__Task objective__
Look at the entries below and restate word for word the lines from the first through the one that has "used by JBIG2".

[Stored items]
________________________________________
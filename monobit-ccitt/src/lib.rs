/*!
A memory-safe, pure-Rust decoder for CCITT Group 4 (MMR) fax data.

This crate implements the two-dimensional coding scheme of ITU-T T.6, which is
used by JBIG2 for MMR-coded generic regions and by PDF for `CCITTFaxDecode`
streams with `K < 0`. Decoded pixels are pushed to a caller-provided
[`Decoder`] sink one run at a time.

# Safety
This crate forbids unsafe code via a crate-level attribute.
*/

#![forbid(unsafe_code)]

mod bit_reader;
mod decode;
mod tables;

use core::fmt;

use bit_reader::BitReader;
use log::warn;

/// Settings that control how a stream is decoded.
#[derive(Copy, Clone, Debug)]
pub struct DecodeSettings {
    /// The width of each line in pixels.
    pub columns: u32,
    /// The number of lines to decode at most. `0` means that the number is
    /// unknown and decoding runs until an EOFB or the end of the data.
    pub rows: u32,
    /// Whether the data may be terminated early by an EOFB marker.
    pub end_of_block: bool,
    /// Whether black pixels are reported as `true`. Otherwise white pixels
    /// are `true`.
    pub black_is_1: bool,
}

impl Default for DecodeSettings {
    fn default() -> Self {
        Self {
            columns: 1728,
            rows: 0,
            end_of_block: true,
            black_is_1: false,
        }
    }
}

/// A sink for decoded pixels.
pub trait Decoder {
    /// Push `count` pixels of the same value.
    fn push_pixels(&mut self, value: bool, count: u32);
    /// Called after each completed line.
    fn next_line(&mut self);
}

/// Errors that can occur while decoding.
#[derive(Debug, Clone, Copy, PartialEq, Eq)]
pub enum DecodeError {
    /// The data ended in the middle of a line.
    UnexpectedEof,
    /// A bit sequence that is not a valid code.
    InvalidCode,
    /// A code placed a changing element outside of the line.
    InvalidLine,
    /// A run length overflowed.
    Overflow,
}

impl fmt::Display for DecodeError {
    fn fmt(&self, f: &mut fmt::Formatter<'_>) -> fmt::Result {
        match self {
            Self::UnexpectedEof => write!(f, "unexpected end of input"),
            Self::InvalidCode => write!(f, "invalid code"),
            Self::InvalidLine => write!(f, "changing element outside of the line"),
            Self::Overflow => write!(f, "run length overflow"),
        }
    }
}

impl core::error::Error for DecodeError {}

/// Result type for decoding operations.
pub type Result<T> = core::result::Result<T, DecodeError>;

/// Decode Group 4 data, returning the number of bytes that were consumed.
///
/// Decoding stops after `settings.rows` lines, at an EOFB marker (if
/// `settings.end_of_block` is set) or when the data runs out at a line
/// boundary. The returned length always ends on a byte boundary.
pub fn decode(data: &[u8], decoder: &mut impl Decoder, settings: &DecodeSettings) -> Result<usize> {
    if settings.columns == 0 {
        return Ok(0);
    }

    let max_rows = if settings.rows == 0 {
        u32::MAX
    } else {
        settings.rows
    };

    let mut reader = BitReader::new(data);
    // "The reference line for the first coding line in a page is an imaginary
    // white line." (T.6, 2.2.1)
    let mut reference = Vec::new();
    let mut coding = Vec::new();
    let mut decoded_rows = 0;
    let mut saw_end_of_block = false;

    while decoded_rows < max_rows {
        if settings.end_of_block && reader.peek_bits(24) == tables::EOFB {
            reader.consume(24)?;
            saw_end_of_block = true;
            break;
        }

        if reader.at_end() {
            if settings.rows != 0 {
                warn!("data ended after {decoded_rows} of {} rows", settings.rows);
            }

            break;
        }

        decode::decode_line(&mut reader, &reference, &mut coding, settings.columns)?;
        emit_line(decoder, &coding, settings);

        core::mem::swap(&mut reference, &mut coding);
        decoded_rows += 1;
    }

    // The marker may also follow the last expected row.
    if settings.end_of_block && !saw_end_of_block && reader.peek_bits(24) == tables::EOFB {
        reader.consume(24)?;
    }

    reader.align();

    Ok(reader.bytes_consumed())
}

fn emit_line(decoder: &mut impl Decoder, changes: &[u32], settings: &DecodeSettings) {
    let mut position = 0;
    let mut black = false;

    for &change in changes.iter().chain(core::iter::once(&settings.columns)) {
        if change > position {
            decoder.push_pixels(black == settings.black_is_1, change - position);
        }

        position = change;
        black = !black;
    }

    decoder.next_line();
}

#[cfg(test)]
mod tests {
    use super::*;

    #[derive(Default)]
    struct Lines(Vec<Vec<bool>>, Vec<bool>);

    impl Decoder for Lines {
        fn push_pixels(&mut self, value: bool, count: u32) {
            self.1.extend(core::iter::repeat_n(value, count as usize));
        }

        fn next_line(&mut self) {
            self.0.push(core::mem::take(&mut self.1));
        }
    }

    fn settings(columns: u32, rows: u32, end_of_block: bool) -> DecodeSettings {
        DecodeSettings {
            columns,
            rows,
            end_of_block,
            black_is_1: true,
        }
    }

    fn row(pattern: &str) -> Vec<bool> {
        pattern.bytes().map(|b| b == b'1').collect()
    }

    #[test]
    fn white_lines_followed_by_eofb() {
        // V0 V0 EOFB
        let data = [0xC0, 0x04, 0x00, 0x40];
        let mut lines = Lines::default();
        let consumed = decode(&data, &mut lines, &settings(8, 2, true)).unwrap();

        assert_eq!(consumed, 4);
        assert_eq!(lines.0, vec![row("00000000"), row("00000000")]);
    }

    #[test]
    fn horizontal_then_vertical() {
        // H W2 B3 V0 | V0 V0 V0
        let data = [0x2F, 0x78];
        let mut lines = Lines::default();
        let consumed = decode(&data, &mut lines, &settings(8, 2, false)).unwrap();

        assert_eq!(consumed, 2);
        assert_eq!(lines.0, vec![row("00111000"), row("00111000")]);
    }

    #[test]
    fn white_is_1_polarity() {
        let data = [0x2F, 0x40];
        let mut lines = Lines::default();
        let settings = DecodeSettings {
            black_is_1: false,
            ..settings(8, 1, false)
        };
        decode(&data, &mut lines, &settings).unwrap();

        assert_eq!(lines.0, vec![row("11000111")]);
    }

    #[test]
    fn unknown_row_count() {
        let data = [0xC0, 0x04, 0x00, 0x40];
        let mut lines = Lines::default();
        decode(&data, &mut lines, &settings(8, 0, true)).unwrap();

        assert_eq!(lines.0.len(), 2);
    }

    #[test]
    fn eofb_stops_early() {
        let data = [0x00, 0x10, 0x01];
        let mut lines = Lines::default();
        let consumed = decode(&data, &mut lines, &settings(8, 5, true)).unwrap();

        assert_eq!(consumed, 3);
        assert!(lines.0.is_empty());
    }

    #[test]
    fn invalid_code() {
        let mut lines = Lines::default();
        assert_eq!(
            decode(&[0x00, 0x00], &mut lines, &settings(8, 1, false)),
            Err(DecodeError::InvalidCode)
        );
    }
}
________________________________________
__Written answer__
filename monobit-ccitt/src/lib.rs
/*!
A memory-safe, pure-Rust decoder for CCITT Group 4 (MMR) fax data.

This crate implements the two-dimensional coding scheme of ITU-T T.6, which is
used by JBIG2 for MMR-coded generic regions and by PDF for `CCITTFaxDecode`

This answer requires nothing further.